Madam Malkin's was only a few shops over from where I sat, and I saw Holly trotting over with an exasperated expression on her face.

"Sorry It took so long but the lady had --" she stopped dead in her tracks, her mouth open, eyes wide when she saw Draco. "Oh." Maybe the 'oh' thing was contagious.

"Hello," Draco said, an uneasy smile on his lips.

"Uh, hi," Holly said, her eyes full of confusion, darting back and forth between the two of us.

"Um, well uh -- it was nice seeing you, Draco." I meant it, and the sincerity caused another small wave of surprise to wash over him. He nodded.

"Yeah, it was." His smile was sad and faltering. I could feel my heart breaking inside my chest as I took the first step away. I willed myself not to look back. Just walk away.
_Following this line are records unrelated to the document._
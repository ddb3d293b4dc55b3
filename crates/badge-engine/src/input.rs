//! 评估输入
//!
//! 训练记录与运动员聚合统计均来自外部协作方，字段缺失或格式异常时
//! 一律降级为安全默认值（空名称、0、不可达哨兵值），绝不报错。
//! 只有顶层不是 JSON 对象时 `from_json` 才返回错误。

use crate::criteria::Lift;
use serde::{Deserialize, Serialize};
use serde_json::{Map, Value};

/// 体重未知时使用的哨兵值，任何体重倍数类条件都不可能满足
pub const UNREACHABLE_BODYWEIGHT: f64 = f64::INFINITY;

/// 运动员聚合统计
///
/// 反序列化时同一字段的 camelCase 与 snake_case 写法可同时出现，
/// 以 camelCase 为准，值无效时回退到另一写法。
#[derive(Debug, Clone, Default, PartialEq, Serialize, Deserialize)]
#[serde(from = "Map<String, Value>")]
pub struct AthleteStats {
    #[serde(rename = "squat1RM")]
    pub squat_1rm: Option<f64>,
    #[serde(rename = "bench1RM")]
    pub bench_1rm: Option<f64>,
    #[serde(rename = "deadlift1RM")]
    pub deadlift_1rm: Option<f64>,
    #[serde(rename = "ohp1RM")]
    pub ohp_1rm: Option<f64>,
    pub bodyweight: Option<f64>,
    #[serde(rename = "totalWorkouts")]
    pub total_workouts: Option<u32>,
}

impl From<Map<String, Value>> for AthleteStats {
    fn from(map: Map<String, Value>) -> Self {
        Self {
            squat_1rm: first_valid(&map, &["squat1RM", "squat_1rm"], as_finite_f64),
            bench_1rm: first_valid(&map, &["bench1RM", "bench_1rm"], as_finite_f64),
            deadlift_1rm: first_valid(&map, &["deadlift1RM", "deadlift_1rm"], as_finite_f64),
            ohp_1rm: first_valid(&map, &["ohp1RM", "ohp_1rm"], as_finite_f64),
            bodyweight: first_valid(&map, &["bodyweight"], as_finite_f64),
            total_workouts: first_valid(&map, &["totalWorkouts", "total_workouts"], as_count),
        }
    }
}

impl AthleteStats {
    pub fn new() -> Self {
        Self::default()
    }

    /// 从 JSON 对象创建
    pub fn from_json(json: &str) -> Result<Self, serde_json::Error> {
        serde_json::from_str(json)
    }

    pub fn with_lift(mut self, lift: Lift, weight: f64) -> Self {
        *self.slot_mut(lift) = Some(weight);
        self
    }

    pub fn with_bodyweight(mut self, bodyweight: f64) -> Self {
        self.bodyweight = Some(bodyweight);
        self
    }

    pub fn with_total_workouts(mut self, count: u32) -> Self {
        self.total_workouts = Some(count);
        self
    }

    /// 获取原始 1RM 值
    pub fn one_rep_max(&self, lift: Lift) -> Option<f64> {
        match lift {
            Lift::Squat => self.squat_1rm,
            Lift::Bench => self.bench_1rm,
            Lift::Deadlift => self.deadlift_1rm,
            Lift::OverheadPress => self.ohp_1rm,
        }
    }

    /// 获取 1RM，缺失或非法（负数、NaN、无穷）时按 0 计
    pub fn lift_or_zero(&self, lift: Lift) -> f64 {
        self.one_rep_max(lift)
            .filter(|w| w.is_finite() && *w > 0.0)
            .unwrap_or(0.0)
    }

    /// 获取有效体重，缺失或非正数时返回 None
    pub fn known_bodyweight(&self) -> Option<f64> {
        self.bodyweight.filter(|w| w.is_finite() && *w > 0.0)
    }

    /// 获取体重，未知时返回不可达哨兵值
    pub fn bodyweight_or_unreachable(&self) -> f64 {
        self.known_bodyweight().unwrap_or(UNREACHABLE_BODYWEIGHT)
    }

    pub fn total_workouts_or_zero(&self) -> u32 {
        self.total_workouts.unwrap_or(0)
    }

    fn slot_mut(&mut self, lift: Lift) -> &mut Option<f64> {
        match lift {
            Lift::Squat => &mut self.squat_1rm,
            Lift::Bench => &mut self.bench_1rm,
            Lift::Deadlift => &mut self.deadlift_1rm,
            Lift::OverheadPress => &mut self.ohp_1rm,
        }
    }
}

/// 训练记录
#[derive(Debug, Clone, Default, PartialEq, Serialize, Deserialize)]
#[serde(from = "Map<String, Value>")]
pub struct Workout {
    pub id: Option<String>,
    pub name: Option<String>,
    #[serde(rename = "isCompleted")]
    pub is_completed: bool,
}

impl From<Map<String, Value>> for Workout {
    fn from(map: Map<String, Value>) -> Self {
        Self {
            id: first_valid(&map, &["id"], as_text),
            name: first_valid(&map, &["name"], as_text),
            is_completed: first_valid(&map, &["isCompleted", "is_completed"], Value::as_bool)
                .unwrap_or(false),
        }
    }
}

impl Workout {
    pub fn new(name: impl Into<String>, is_completed: bool) -> Self {
        Self {
            id: None,
            name: Some(name.into()),
            is_completed,
        }
    }

    /// 从 JSON 对象创建
    pub fn from_json(json: &str) -> Result<Self, serde_json::Error> {
        serde_json::from_str(json)
    }

    pub fn with_id(mut self, id: impl Into<String>) -> Self {
        self.id = Some(id.into());
        self
    }

    /// 小写名称，缺失时为空字符串
    pub fn lowered_name(&self) -> String {
        self.name.as_deref().unwrap_or_default().to_lowercase()
    }
}

/// 按顺序尝试多个键，返回第一个可解析的值，其余情况一律视为缺失
fn first_valid<T>(
    map: &Map<String, Value>,
    keys: &[&str],
    parse: impl Fn(&Value) -> Option<T>,
) -> Option<T> {
    keys.iter().filter_map(|k| map.get(*k)).find_map(parse)
}

/// 接受数字或数字字符串
fn as_finite_f64(value: &Value) -> Option<f64> {
    let v = match value {
        Value::Number(n) => n.as_f64(),
        Value::String(s) => s.trim().parse().ok(),
        _ => None,
    };
    v.filter(|v| v.is_finite())
}

fn as_count(value: &Value) -> Option<u32> {
    as_finite_f64(value)
        .filter(|v| *v >= 0.0)
        .map(|v| v.floor().min(u32::MAX as f64) as u32)
}

fn as_text(value: &Value) -> Option<String> {
    match value {
        Value::String(s) => Some(s.clone()),
        Value::Number(n) => Some(n.to_string()),
        _ => None,
    }
}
"Um, Astoria?" He called after I was a few paces away.

I turned back around, a childish excitement filling me to be talking to him again. Holly walked away a few steps, still watching us, however, with a curious and mischievous gleam in her eyes.

He was standing now, and looking down at the ground. "Uh, I don't even know if you remember it, I mean, probably not, but, uh" -- he looked up but not directly at me -- "that day, you know," yes, of course I knew, the day was on a constant loop in my mind, "um, I asked 'what were you thinking, you can't say stuff like that to our parents'. . . ." His eyes were now locked with mine. "That was really stupid of me and uh, well I'm just sorry." He sighed, and said almost to himself, "I'm sorry about everything."

Was he serious? Why was he apologizing? It was me, I was the one who broke up with him, the one who was cursed, the one who ruined everything.

I sighed, pushing down the shadow of tears that threatened me, pushing up in my throat. "Me too." A rueful whisper of a laugh. "Really sorry."

He nodded, a small smile on his lips, looking down. I began walking away, forcing myself to leave. I caught up to Holly, who'd heard the whole thing.

"Are you okay?" she said, placing a hand over my shoulder.

I shook my head, handing her the melted ice cream cone. "No."

* * *

The next morning I woke up late, still wearing the necklace. A refreshed sadness resonated from yesterday, like I'd broken up with him all over again. Outside was overcast, the sun bright behind the clouds, illuminating the world in gray.

I stumbled out of bed and brushed my teeth, too lazy to change out of my pajamas or run a comb through my hair.

I trudged down the stairs when there was a knock at the door. Considering the door was right in front of the staircase, I really couldn't doge answering it.

I opened it, and Draco turned to face me, a vague kind of bewildered, wild look in his eyes. "Astoria," he said with more than a smile, but a perceivable wash of relief.

My heart stopped when I saw him. What was he doing here? Then I realized I'd just rolled out of bed, and a rush of embarrassment hit me. "Draco -- what are you doing here?" I said, a little panicked, tucking a strand of hair behind my ear (as if that'd help).

He walked up the rest of the stairs as he spoke. "I'm sorry, I-I know I shouldn't be here but --" he searched for something to say, and stopped at the step just below me so we were eye level. He took a deep breath and sighed, letting his shoulders fall as his face broke into a glowing smile. "Yesterday, I, I mean after seeing you there, and talking. . . ." He was looking into my eyes with a clear determination, a bright radiance.

He sighed again. A pause. "Astoria, I love you. I still do, and I know you think we can't be together but. . . I don't care about any of it, it all means nothing without you."

I felt myself tearing up. After a stunned moment, I cupped his face in my palms, those wonderful gray eyes, and smiled. How was it that I saw my whole life in those eyes?

I kissed him. He wrapped his arms around me, pulling me closer.

"I love you," I said, a small giggle escaping. He pulled me in for another kiss.